Records –

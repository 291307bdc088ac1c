//! Error types shared by every tagging operation.

use thiserror::Error;

/// Result type for tagging operations
pub type TagResult<T> = Result<T, TagError>;

/// Every way a carrier parse or rewrite can fail.
///
/// Errors propagate to the caller unchanged; the library never retries and
/// never swallows. The CLI maps any of these to exit code 1 with a one-line
/// diagnostic on stderr.
#[derive(Debug, Error)]
pub enum TagError {
    #[error("data truncated")]
    Truncated,

    #[error("bad number of bytes in ASN.1 length: {0}")]
    BadAsn1Length(u8),

    #[error("ASN.1 parse/unparse test failed")]
    AsnRoundTripFailed,

    #[error("ASN.1 error: {0}")]
    Asn1(#[from] der::Error),

    // PE32
    #[error("PE header not found at expected offset")]
    MissingPeSignature,

    #[error("file is not an executable image")]
    NotExecutableImage,

    #[error("file is a DLL")]
    IsDll,

    #[error("unknown magic in optional header: {0:#x}")]
    BadOptionalHeaderMagic(u16),

    #[error("invalid number of directory entries: {0}")]
    TooManyDirectoryEntries(u32),

    #[error("optional header contains extra data after data directory")]
    TrailingBytesInOptionalHeader,

    #[error("file does not have certificate data")]
    NoCertificateData,

    #[error("certificate entry is not at end of file")]
    CertTableNotAtEof,

    #[error("certificate table size does not match the data directory entry")]
    CertTableSizeMismatch,

    #[error("multiple attribute certificates found")]
    MultipleAttributeCerts,

    #[error("unknown attribute certificate revision: {0:#x}")]
    UnknownRevision(u16),

    #[error("unknown attribute certificate type: {0}")]
    UnknownCertType(u16),

    // MSI / compound file
    #[error("msi header signature missing")]
    BadMagic,

    #[error("msi header clsid is not zero as required")]
    BadClsid,

    #[error("unexpected msi sector shift {0}, wanted sector size 4096 or 512")]
    UnexpectedSectorShift(u16),

    #[error("did not find signature stream in msi file")]
    SignatureStreamMissing,

    #[error("ran out of sectors in copying stream {0:?}")]
    RanOutOfSectors(&'static str),

    #[error("appended tags not supported in msi files")]
    UnsupportedOnMsi,

    #[error("writing SignedData smaller than the mini-stream cutoff is not supported, got {0} bytes")]
    UnsupportedMiniStreamWrite(usize),

    // Certificate synthesis
    #[error("rsa error: {0}")]
    Rsa(#[from] rsa::Error),

    #[error("signing error: {0}")]
    Signature(#[from] rsa::signature::Error),

    #[error("public key encoding error: {0}")]
    Spki(#[from] x509_cert::spki::Error),

    // Tag location
    #[error("no tag found")]
    TagNotFound,

    #[error("tag or its length field extends beyond the end of the data")]
    TagTooShort,

    #[error("want final tag length in range [256, 65535], got {0}")]
    TagLengthOutOfRange(usize),

    // Dispatch and CLI
    #[error("could not parse input as either PE32 or MSI:\nPE32: {pe}\nMSI: {msi}")]
    UnrecognizedFormat {
        pe: Box<TagError>,
        msi: Box<TagError>,
    },

    #[error("i/o error: {0}")]
    Io(#[from] std::io::Error),
}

Assignment – Which lines of the data above contain "parse"? Copy each one.

Written answer –
/// Every way a carrier parse or rewrite can fail.
    #[error("ASN.1 parse/unparse test failed")]
    #[error("could not parse input as either PE32 or MSI:\nPE32: {pe}\nMSI: {msi}")]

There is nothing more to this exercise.